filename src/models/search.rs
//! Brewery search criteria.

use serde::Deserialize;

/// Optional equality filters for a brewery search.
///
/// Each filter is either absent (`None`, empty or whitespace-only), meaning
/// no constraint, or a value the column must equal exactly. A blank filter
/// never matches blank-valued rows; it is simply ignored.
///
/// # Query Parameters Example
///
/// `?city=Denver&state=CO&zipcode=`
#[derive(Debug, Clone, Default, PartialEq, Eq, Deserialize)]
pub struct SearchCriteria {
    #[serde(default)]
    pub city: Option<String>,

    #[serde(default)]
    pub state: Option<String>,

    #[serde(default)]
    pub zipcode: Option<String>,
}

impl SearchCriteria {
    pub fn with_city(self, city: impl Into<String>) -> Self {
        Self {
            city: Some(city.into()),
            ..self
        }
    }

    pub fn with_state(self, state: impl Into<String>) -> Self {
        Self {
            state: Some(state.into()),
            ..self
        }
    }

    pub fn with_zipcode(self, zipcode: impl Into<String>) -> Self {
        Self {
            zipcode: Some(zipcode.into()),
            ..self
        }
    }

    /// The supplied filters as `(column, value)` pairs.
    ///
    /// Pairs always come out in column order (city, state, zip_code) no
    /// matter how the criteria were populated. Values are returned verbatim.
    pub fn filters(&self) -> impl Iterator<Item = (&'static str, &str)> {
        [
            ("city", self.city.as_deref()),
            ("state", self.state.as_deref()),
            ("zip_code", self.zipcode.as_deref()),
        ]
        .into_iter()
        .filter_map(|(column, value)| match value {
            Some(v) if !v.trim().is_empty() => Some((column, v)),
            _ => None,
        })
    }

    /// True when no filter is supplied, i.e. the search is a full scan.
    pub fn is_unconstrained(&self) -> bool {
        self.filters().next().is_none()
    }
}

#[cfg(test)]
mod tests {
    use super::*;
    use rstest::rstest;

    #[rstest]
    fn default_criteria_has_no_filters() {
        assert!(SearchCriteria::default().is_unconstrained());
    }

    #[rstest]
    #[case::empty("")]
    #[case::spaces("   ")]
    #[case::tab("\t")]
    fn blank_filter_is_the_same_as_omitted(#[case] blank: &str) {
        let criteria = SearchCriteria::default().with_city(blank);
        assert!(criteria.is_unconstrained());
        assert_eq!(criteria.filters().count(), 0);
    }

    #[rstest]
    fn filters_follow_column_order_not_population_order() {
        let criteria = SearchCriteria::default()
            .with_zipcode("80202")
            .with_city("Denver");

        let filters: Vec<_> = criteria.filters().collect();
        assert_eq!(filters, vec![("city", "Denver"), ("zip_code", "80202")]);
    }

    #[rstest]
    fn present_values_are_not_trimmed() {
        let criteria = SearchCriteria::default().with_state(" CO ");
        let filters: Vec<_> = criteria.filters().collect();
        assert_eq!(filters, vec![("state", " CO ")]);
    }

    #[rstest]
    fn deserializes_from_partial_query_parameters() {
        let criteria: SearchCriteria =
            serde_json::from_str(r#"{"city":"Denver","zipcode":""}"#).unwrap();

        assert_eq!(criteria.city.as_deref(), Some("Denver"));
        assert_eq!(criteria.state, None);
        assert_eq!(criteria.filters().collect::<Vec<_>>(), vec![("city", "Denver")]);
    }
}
====================
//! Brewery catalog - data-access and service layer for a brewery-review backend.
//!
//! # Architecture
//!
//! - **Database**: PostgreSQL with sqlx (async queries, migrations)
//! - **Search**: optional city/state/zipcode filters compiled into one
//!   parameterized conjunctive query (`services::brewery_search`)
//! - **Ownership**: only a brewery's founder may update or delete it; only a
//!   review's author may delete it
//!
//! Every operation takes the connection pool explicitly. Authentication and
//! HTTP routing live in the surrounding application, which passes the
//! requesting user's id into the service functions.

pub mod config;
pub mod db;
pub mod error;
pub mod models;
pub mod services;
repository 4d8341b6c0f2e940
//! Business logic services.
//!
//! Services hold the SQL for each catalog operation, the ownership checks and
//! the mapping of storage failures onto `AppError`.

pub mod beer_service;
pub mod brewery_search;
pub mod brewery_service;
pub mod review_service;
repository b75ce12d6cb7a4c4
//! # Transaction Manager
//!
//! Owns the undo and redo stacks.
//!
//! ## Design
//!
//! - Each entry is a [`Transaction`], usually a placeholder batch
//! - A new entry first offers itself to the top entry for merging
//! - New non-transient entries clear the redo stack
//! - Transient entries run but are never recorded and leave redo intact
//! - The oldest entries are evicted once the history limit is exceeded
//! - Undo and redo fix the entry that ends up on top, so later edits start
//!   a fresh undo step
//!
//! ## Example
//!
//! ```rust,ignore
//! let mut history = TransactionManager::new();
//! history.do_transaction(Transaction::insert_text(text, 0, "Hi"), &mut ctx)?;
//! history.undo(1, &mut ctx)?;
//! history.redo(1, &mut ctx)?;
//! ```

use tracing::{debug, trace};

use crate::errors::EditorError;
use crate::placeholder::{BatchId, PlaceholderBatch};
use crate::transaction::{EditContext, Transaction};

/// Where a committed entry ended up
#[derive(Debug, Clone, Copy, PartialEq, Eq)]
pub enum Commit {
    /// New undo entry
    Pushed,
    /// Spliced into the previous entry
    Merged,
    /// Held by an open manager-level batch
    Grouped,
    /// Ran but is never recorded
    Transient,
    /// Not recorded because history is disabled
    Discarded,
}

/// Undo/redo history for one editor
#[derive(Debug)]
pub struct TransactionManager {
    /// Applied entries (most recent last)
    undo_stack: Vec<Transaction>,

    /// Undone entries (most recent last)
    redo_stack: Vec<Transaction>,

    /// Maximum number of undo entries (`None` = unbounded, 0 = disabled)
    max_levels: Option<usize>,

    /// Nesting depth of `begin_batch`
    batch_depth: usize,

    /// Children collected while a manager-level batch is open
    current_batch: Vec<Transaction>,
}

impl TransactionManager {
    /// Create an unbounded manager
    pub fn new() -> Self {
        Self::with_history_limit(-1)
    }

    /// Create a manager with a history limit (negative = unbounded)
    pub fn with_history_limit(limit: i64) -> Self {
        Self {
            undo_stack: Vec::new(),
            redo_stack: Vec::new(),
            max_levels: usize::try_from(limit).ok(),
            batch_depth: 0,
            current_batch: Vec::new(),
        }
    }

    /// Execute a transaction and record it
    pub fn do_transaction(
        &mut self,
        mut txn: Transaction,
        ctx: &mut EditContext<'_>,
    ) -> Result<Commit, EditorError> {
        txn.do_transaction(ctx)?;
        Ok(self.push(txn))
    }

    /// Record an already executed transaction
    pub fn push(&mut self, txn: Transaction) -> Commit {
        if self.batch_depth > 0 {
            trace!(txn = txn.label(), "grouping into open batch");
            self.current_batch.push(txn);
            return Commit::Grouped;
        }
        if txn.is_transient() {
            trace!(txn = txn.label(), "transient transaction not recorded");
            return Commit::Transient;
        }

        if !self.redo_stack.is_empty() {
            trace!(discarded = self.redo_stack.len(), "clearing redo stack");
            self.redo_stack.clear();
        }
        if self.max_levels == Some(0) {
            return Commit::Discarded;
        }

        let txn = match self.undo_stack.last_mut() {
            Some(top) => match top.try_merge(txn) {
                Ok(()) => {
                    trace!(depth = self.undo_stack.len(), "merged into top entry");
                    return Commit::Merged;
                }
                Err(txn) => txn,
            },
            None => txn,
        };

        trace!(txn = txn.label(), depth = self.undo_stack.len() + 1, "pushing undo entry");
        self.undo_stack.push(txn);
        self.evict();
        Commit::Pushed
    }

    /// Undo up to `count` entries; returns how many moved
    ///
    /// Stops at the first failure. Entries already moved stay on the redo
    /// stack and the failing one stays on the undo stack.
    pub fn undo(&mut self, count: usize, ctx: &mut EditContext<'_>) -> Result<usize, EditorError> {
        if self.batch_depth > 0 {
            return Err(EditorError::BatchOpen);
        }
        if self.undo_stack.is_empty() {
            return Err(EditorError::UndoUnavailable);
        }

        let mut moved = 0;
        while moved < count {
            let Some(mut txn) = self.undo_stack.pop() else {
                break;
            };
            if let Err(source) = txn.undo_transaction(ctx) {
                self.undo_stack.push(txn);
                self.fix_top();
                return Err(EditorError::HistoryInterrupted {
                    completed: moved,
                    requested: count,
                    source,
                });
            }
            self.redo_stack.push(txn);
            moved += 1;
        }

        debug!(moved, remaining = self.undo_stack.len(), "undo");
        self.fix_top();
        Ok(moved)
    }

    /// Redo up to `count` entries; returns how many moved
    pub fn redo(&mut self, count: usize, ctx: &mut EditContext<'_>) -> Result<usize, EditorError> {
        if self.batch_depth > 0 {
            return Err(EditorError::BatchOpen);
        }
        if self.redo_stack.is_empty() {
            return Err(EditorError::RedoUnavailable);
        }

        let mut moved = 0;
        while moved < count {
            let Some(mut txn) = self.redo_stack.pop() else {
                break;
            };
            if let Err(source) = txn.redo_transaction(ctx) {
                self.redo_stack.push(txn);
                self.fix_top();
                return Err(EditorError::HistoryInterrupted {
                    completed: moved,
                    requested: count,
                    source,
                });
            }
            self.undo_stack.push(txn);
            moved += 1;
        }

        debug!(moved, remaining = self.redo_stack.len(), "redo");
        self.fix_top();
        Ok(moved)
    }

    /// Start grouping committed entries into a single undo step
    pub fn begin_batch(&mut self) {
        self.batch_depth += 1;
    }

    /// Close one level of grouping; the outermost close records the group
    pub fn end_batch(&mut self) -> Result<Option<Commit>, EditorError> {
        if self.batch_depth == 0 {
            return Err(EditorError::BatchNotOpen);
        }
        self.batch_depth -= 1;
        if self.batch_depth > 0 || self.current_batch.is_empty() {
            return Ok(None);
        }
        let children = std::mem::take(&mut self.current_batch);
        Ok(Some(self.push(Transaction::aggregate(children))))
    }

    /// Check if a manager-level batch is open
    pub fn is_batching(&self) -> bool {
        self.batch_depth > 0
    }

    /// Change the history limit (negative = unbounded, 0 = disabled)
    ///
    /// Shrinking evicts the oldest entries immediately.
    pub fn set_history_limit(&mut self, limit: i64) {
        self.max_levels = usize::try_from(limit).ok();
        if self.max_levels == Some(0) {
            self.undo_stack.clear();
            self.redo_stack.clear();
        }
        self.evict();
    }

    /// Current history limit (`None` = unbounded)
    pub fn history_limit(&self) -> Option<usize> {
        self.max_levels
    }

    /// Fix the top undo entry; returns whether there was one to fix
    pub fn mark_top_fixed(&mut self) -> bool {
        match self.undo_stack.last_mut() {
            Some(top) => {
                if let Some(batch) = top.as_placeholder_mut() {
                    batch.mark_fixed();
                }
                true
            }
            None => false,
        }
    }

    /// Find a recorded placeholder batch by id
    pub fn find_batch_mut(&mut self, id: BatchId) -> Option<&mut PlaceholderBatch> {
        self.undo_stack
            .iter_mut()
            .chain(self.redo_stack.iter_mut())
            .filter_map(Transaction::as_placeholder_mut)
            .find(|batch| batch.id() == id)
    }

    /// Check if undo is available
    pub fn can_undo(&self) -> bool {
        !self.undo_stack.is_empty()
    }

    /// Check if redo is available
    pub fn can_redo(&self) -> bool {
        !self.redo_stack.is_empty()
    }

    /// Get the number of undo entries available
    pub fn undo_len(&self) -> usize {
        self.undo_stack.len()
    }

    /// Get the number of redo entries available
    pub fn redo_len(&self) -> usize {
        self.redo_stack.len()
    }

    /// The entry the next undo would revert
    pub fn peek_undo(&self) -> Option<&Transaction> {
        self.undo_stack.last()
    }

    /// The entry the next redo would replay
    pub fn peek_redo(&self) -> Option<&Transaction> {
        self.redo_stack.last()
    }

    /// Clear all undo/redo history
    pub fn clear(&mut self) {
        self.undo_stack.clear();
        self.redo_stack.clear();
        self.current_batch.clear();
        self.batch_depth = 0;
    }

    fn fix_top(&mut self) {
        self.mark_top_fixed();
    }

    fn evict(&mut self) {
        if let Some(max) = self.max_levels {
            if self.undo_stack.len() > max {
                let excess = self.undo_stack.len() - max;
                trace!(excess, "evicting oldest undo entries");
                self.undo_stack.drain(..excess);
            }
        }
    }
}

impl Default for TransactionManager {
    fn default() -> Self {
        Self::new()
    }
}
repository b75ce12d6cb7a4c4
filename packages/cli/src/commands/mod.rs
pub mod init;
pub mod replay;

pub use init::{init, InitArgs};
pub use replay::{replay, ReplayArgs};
====================
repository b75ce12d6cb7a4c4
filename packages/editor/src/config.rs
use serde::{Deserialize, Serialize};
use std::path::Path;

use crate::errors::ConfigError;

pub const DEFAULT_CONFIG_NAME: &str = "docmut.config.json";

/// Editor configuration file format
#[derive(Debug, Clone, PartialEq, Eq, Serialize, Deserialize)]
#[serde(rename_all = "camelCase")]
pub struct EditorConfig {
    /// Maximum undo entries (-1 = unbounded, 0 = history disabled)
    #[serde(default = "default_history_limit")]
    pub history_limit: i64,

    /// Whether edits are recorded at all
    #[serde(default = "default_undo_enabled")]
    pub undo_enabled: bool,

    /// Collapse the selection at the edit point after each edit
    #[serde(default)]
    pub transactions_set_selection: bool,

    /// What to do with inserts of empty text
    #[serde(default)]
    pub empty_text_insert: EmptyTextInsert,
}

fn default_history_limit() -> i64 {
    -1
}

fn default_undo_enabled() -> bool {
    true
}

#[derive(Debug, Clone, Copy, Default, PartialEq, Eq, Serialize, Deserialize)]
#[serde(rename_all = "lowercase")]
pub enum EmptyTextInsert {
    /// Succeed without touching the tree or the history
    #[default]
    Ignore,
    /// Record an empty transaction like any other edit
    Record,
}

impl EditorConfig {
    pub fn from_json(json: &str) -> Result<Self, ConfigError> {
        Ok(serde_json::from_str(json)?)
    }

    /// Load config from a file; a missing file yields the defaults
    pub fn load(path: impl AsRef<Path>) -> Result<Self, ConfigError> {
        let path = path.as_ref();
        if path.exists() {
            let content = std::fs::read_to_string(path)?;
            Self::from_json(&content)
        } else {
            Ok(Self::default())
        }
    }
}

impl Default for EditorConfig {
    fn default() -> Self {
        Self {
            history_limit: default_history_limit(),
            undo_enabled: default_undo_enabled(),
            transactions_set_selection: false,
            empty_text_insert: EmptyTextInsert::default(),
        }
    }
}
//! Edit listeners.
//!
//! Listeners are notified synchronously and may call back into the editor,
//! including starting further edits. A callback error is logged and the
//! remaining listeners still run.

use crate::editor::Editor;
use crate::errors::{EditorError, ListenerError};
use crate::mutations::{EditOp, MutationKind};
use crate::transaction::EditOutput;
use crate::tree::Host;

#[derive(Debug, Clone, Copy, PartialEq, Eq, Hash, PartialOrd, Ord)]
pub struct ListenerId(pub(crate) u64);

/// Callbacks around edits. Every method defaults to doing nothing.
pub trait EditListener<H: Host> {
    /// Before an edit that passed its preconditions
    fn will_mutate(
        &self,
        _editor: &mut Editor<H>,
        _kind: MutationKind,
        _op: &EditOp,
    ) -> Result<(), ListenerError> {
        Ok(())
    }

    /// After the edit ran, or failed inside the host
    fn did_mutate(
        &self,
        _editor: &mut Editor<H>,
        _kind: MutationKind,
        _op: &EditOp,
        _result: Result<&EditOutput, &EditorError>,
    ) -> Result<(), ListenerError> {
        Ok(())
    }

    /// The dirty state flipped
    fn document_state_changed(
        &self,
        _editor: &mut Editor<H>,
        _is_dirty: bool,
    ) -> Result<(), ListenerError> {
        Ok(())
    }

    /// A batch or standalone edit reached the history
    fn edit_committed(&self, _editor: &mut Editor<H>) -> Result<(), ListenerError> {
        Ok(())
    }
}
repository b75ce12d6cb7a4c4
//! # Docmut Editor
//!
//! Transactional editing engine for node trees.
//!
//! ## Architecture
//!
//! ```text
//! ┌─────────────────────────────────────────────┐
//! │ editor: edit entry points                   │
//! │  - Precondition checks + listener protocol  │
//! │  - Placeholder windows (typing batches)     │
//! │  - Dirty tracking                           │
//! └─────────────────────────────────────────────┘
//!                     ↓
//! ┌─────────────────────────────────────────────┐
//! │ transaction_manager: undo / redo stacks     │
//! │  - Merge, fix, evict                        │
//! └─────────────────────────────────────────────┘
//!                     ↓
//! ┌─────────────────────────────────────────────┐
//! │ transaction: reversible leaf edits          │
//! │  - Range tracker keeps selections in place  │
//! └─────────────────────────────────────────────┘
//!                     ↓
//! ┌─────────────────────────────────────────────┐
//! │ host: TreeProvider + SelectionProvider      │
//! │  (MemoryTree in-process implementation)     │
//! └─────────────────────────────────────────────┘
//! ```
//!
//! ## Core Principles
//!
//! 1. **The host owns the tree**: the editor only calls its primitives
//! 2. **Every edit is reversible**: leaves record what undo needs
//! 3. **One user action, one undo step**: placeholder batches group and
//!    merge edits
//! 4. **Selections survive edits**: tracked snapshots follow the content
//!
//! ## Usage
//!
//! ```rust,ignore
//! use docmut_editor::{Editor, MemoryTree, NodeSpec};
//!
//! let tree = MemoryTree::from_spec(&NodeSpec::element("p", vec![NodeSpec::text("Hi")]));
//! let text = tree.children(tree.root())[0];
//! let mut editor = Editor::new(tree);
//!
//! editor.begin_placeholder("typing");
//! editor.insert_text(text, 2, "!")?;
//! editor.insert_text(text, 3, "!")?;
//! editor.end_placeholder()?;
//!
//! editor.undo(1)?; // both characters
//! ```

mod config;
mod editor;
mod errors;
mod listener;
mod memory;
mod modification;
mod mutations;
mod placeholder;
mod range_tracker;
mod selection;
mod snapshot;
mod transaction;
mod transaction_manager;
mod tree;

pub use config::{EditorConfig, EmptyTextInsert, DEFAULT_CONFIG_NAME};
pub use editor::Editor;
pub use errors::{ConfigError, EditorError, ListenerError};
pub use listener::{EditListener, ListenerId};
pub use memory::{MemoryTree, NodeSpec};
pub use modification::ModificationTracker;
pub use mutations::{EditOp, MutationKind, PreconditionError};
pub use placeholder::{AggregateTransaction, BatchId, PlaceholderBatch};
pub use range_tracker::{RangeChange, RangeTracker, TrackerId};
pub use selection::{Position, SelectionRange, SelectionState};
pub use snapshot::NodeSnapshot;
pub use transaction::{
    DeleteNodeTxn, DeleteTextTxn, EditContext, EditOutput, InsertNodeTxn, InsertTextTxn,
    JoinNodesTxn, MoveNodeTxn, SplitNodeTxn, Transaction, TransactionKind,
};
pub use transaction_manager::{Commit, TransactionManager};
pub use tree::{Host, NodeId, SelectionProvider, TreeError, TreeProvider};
====================
Looking at the data above, give the number of lines that include "NodeSpec"; add nothing else.

#### WRITTEN RESPONSE:
3